Diam, mematung, larut dalam
penyerahan diri , menyatu dengan alam. Tubuhnya berpendar warna biru menyilaukan tertimpa sinar matahari.
Kontras dengan latar belakang yang putih berkabut.
Santika larut dalam penyerahan diri kepada Yang Maha Kuasa.
Menyerap energi alam sebebas-bebasnya.
***
Sementara itu, di belakang Rumah Kecil yang terpencil itu.
Di ujung tanah datar, tidak jauh dari Santika bersemedi.
Nampak anak laki-laki yang berusia hampir sepuluh tahun.
Tubuhnya tinggi sedang, Wajahnya bulat tampan.
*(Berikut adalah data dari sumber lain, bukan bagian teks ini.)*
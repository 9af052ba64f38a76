//! The process-wide core object: vault registry plus index engine.
//!
//! Every mutating operation pairs the durable file change with the
//! matching index update while holding the vault's write lock, so a stale
//! index is structurally impossible rather than a caller convention. Index
//! and link failures on mutation paths degrade to a warning; they never
//! block a note's durability.
//!
//! Lock order is fixed: registry, then vault, then index. Reads take the
//! vault's read half and therefore observe either the pre- or post-state
//! of any single mutation.

use std::path::{Path, PathBuf};
use std::sync::RwLockReadGuard;
use std::sync::RwLockWriteGuard;

use chrono::Utc;

use crate::config::ResolvedConfig;
use crate::errors::CoreError;
use crate::graph::LinkGraph;
use crate::index::{IndexDb, RebuildStats, SearchHit, rebuild_vault};
use crate::links;
use crate::markdown;
use crate::notes::store;
use crate::vaults::{VaultHandle, VaultManager};

/// Startup options, typically derived from [`ResolvedConfig`].
#[derive(Debug, Clone)]
pub struct WorkspaceOptions {
    pub base_path: PathBuf,
    pub default_vault: String,
}

impl From<&ResolvedConfig> for WorkspaceOptions {
    fn from(cfg: &ResolvedConfig) -> Self {
        Self { base_path: cfg.base_path.clone(), default_vault: cfg.default_vault.clone() }
    }
}

pub struct Workspace {
    vaults: VaultManager,
    index: IndexDb,
}

impl Workspace {
    /// Open the workspace: discover vaults under the base path (creating
    /// the default vault if none exist) and rebuild the in-memory index
    /// from the notes on disk.
    pub fn open(options: &WorkspaceOptions) -> Result<Self, CoreError> {
        let vaults = VaultManager::open(&options.base_path, &options.default_vault)?;
        let index = IndexDb::open_in_memory()?;
        let workspace = Self { vaults, index };

        for handle in workspace.vaults.handles()? {
            let _guard = write_lock(&handle)?;
            match rebuild_vault(&workspace.index, &handle.name, &handle.root) {
                Ok(stats) => tracing::debug!(
                    "indexed vault '{}': {} notes in {}ms",
                    handle.name,
                    stats.notes_indexed,
                    stats.duration_ms
                ),
                Err(e) => {
                    tracing::warn!("failed to index vault '{}': {}", handle.name, e);
                }
            }
        }

        Ok(workspace)
    }

    pub fn from_config(cfg: &ResolvedConfig) -> Result<Self, CoreError> {
        Self::open(&WorkspaceOptions::from(cfg))
    }

    // ── Vault lifecycle ─────────────────────────────────────────────────

    /// Create and register a vault. The storage root defaults to the
    /// configured base path when the caller does not supply one.
    pub fn create_vault(
        &self,
        name: &str,
        base_path: Option<&Path>,
    ) -> Result<(), CoreError> {
        let handle = self.vaults.create(name, base_path)?;

        // The directory may pre-date registration and already hold notes.
        let _guard = write_lock(&handle)?;
        if let Err(e) = rebuild_vault(&self.index, &handle.name, &handle.root) {
            tracing::warn!("failed to index new vault '{}': {}", handle.name, e);
        }
        Ok(())
    }

    /// Vault names in registration order.
    pub fn list_vaults(&self) -> Result<Vec<String>, CoreError> {
        self.vaults.names()
    }

    /// Delete a vault, its notes and all derived state. The registration
    /// is removed first, so no lookup can observe a half-deleted vault.
    pub fn delete_vault(&self, name: &str) -> Result<(), CoreError> {
        let handle = self.vaults.remove(name)?;
        let _guard = write_lock(&handle)?;

        if let Err(e) = self.index.purge_vault(&handle.name) {
            tracing::warn!("failed to purge index for vault '{}': {}", handle.name, e);
        }

        match std::fs::remove_dir_all(&handle.root) {
            Ok(()) => Ok(()),
            Err(e) if e.kind() == std::io::ErrorKind::NotFound => Ok(()),
            Err(e) => Err(e.into()),
        }
    }

    // ── Note lifecycle ──────────────────────────────────────────────────

    /// Create or overwrite a note, then bring the index and link edges up
    /// to date before returning.
    pub fn create_note(
        &self,
        vault: &str,
        title: &str,
        content: &str,
    ) -> Result<(), CoreError> {
        let handle = self.vaults.resolve(vault)?;
        let _guard = write_lock(&handle)?;

        store::write(&handle, title, content)?;

        if let Err(e) = self.index.index_note(&handle.name, title, content, Utc::now())
        {
            tracing::warn!(
                "failed to index note '{}' in vault '{}': {}",
                title,
                handle.name,
                e
            );
        }
        Ok(())
    }

    /// Raw note content, unmodified.
    pub fn read_note(&self, vault: &str, title: &str) -> Result<String, CoreError> {
        let handle = self.vaults.resolve(vault)?;
        let _guard = read_lock(&handle)?;
        store::read(&handle, title)
    }

    /// Delete a note and invalidate its index contribution before
    /// returning, so no later search can still surface it.
    pub fn delete_note(&self, vault: &str, title: &str) -> Result<(), CoreError> {
        let handle = self.vaults.resolve(vault)?;
        let _guard = write_lock(&handle)?;

        store::remove(&handle, title)?;

        if let Err(e) = self.index.remove_note(&handle.name, title) {
            tracing::warn!(
                "failed to de-index note '{}' in vault '{}': {}",
                title,
                handle.name,
                e
            );
        }
        Ok(())
    }

    /// All note titles in the vault, lexicographic.
    pub fn list_notes(&self, vault: &str) -> Result<Vec<String>, CoreError> {
        let handle = self.vaults.resolve(vault)?;
        let _guard = read_lock(&handle)?;
        store::list_titles(&handle)
    }

    // ── Index operations ────────────────────────────────────────────────

    /// Explicit re-index of one note. Best-effort by contract: failures
    /// (including an unknown vault) are logged, never surfaced.
    pub fn index_note(&self, vault: &str, title: &str, content: &str) {
        let handle = match self.vaults.resolve(vault) {
            Ok(h) => h,
            Err(_) => {
                tracing::warn!("index_note: unknown vault '{}'", vault);
                return;
            }
        };
        let guard = write_lock(&handle);
        if guard.is_err() {
            tracing::warn!("index_note: lock poisoned for vault '{}'", vault);
            return;
        }
        if let Err(e) = self.index.index_note(&handle.name, title, content, Utc::now())
        {
            tracing::warn!("index_note failed for '{}': {}", title, e);
        }
    }

    /// Drop one note's index contribution. No-op when absent.
    pub fn delete_note_index(&self, vault: &str, title: &str) {
        let handle = match self.vaults.resolve(vault) {
            Ok(h) => h,
            Err(_) => return,
        };
        let guard = write_lock(&handle);
        if guard.is_err() {
            return;
        }
        if let Err(e) = self.index.remove_note(&handle.name, title) {
            tracing::warn!("delete_note_index failed for '{}': {}", title, e);
        }
    }

    /// Ranked full-text search within one vault.
    pub fn search_notes(
        &self,
        vault: &str,
        query: &str,
    ) -> Result<Vec<SearchHit>, CoreError> {
        let handle = self.vaults.resolve(vault)?;
        let _guard = read_lock(&handle)?;
        Ok(self.index.search(&handle.name, query)?)
    }

    /// Rebuild one vault's index from disk.
    pub fn reindex_vault(&self, vault: &str) -> Result<RebuildStats, CoreError> {
        let handle = self.vaults.resolve(vault)?;
        let _guard = write_lock(&handle)?;
        Ok(rebuild_vault(&self.index, &handle.name, &handle.root)?)
    }

    // ── Links and rendering ─────────────────────────────────────────────

    /// Referenced titles in the note's current content, in order of
    /// appearance with duplicates preserved. Targets are returned as-is;
    /// callers distinguish resolved from unresolved by cross-checking
    /// [`Workspace::list_notes`].
    pub fn extract_links(
        &self,
        vault: &str,
        title: &str,
    ) -> Result<Vec<String>, CoreError> {
        let handle = self.vaults.resolve(vault)?;
        let _guard = read_lock(&handle)?;
        let content = store::read(&handle, title)?;
        Ok(links::extract_targets(&content))
    }

    /// Titles of notes linking to the given title.
    pub fn backlinks(&self, vault: &str, title: &str) -> Result<Vec<String>, CoreError> {
        let handle = self.vaults.resolve(vault)?;
        let _guard = read_lock(&handle)?;
        Ok(self.index.backlinks(&handle.name, title)?)
    }

    /// The vault's link graph rendered as Graphviz DOT.
    pub fn render_graph(&self, vault: &str) -> Result<String, CoreError> {
        let handle = self.vaults.resolve(vault)?;
        let _guard = read_lock(&handle)?;
        let titles = self.index.indexed_titles(&handle.name)?;
        let edges = self.index.edges(&handle.name)?;
        Ok(LinkGraph::from_vault(&titles, &edges).render_dot())
    }

    /// Plain-text projection of markup. Pure; no vault involved.
    pub fn extract_plain_text(&self, content: &str) -> String {
        markdown::plain_text(content)
    }

    /// Display HTML for markup. Pure; no vault involved.
    pub fn parse_markdown_content(&self, content: &str) -> String {
        markdown::render_html(content)
    }

    /// Test- and diagnostics-facing view of a vault's postings.
    pub fn postings_snapshot(
        &self,
        vault: &str,
    ) -> Result<Vec<(String, String, i64)>, CoreError> {
        let handle = self.vaults.resolve(vault)?;
        let _guard = read_lock(&handle)?;
        Ok(self.index.postings_snapshot(&handle.name)?)
    }
}

fn write_lock(handle: &VaultHandle) -> Result<RwLockWriteGuard<'_, ()>, CoreError> {
    handle.lock.write().map_err(|_| CoreError::LockPoisoned)
}

fn read_lock(handle: &VaultHandle) -> Result<RwLockReadGuard<'_, ()>, CoreError> {
    handle.lock.read().map_err(|_| CoreError::LockPoisoned)
}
Hidungnya mancung. Bibirnya selalu tersenyum.
Matanya bening berbinar binar, kulitnya putih dengan rambut berombak.
Sedang berlatih ilmu silat seruling. Kuda-kudanya mantap. Gerakannya lincah, dan cekatan.
Tusukan seruling, dan belahan seruling menimbulkan suara bagai jeritan naga kecil yang terbang melintasi langit, bermain dengan awan yang berarak.
Ilmu Bayangan Seruling Pencabut Nyawa, di mainkan. Semua jurus dan kembangan sudah sempurna di kuasainya.
Gerakannya matang. Tinggal tenaga dalam yang melembari jurus itu, yang masih harus di latih.
Walaupun begitu, tidak akan dengan mudah orang bisa mengalahkan bocah lucu yang selalu tersenyum itu.
Sifat dan wataknya berbanding terbaliknya dengan Ayahnya, Santika, Pendekar Seruling Biru, yang serius, jarang tersenyum.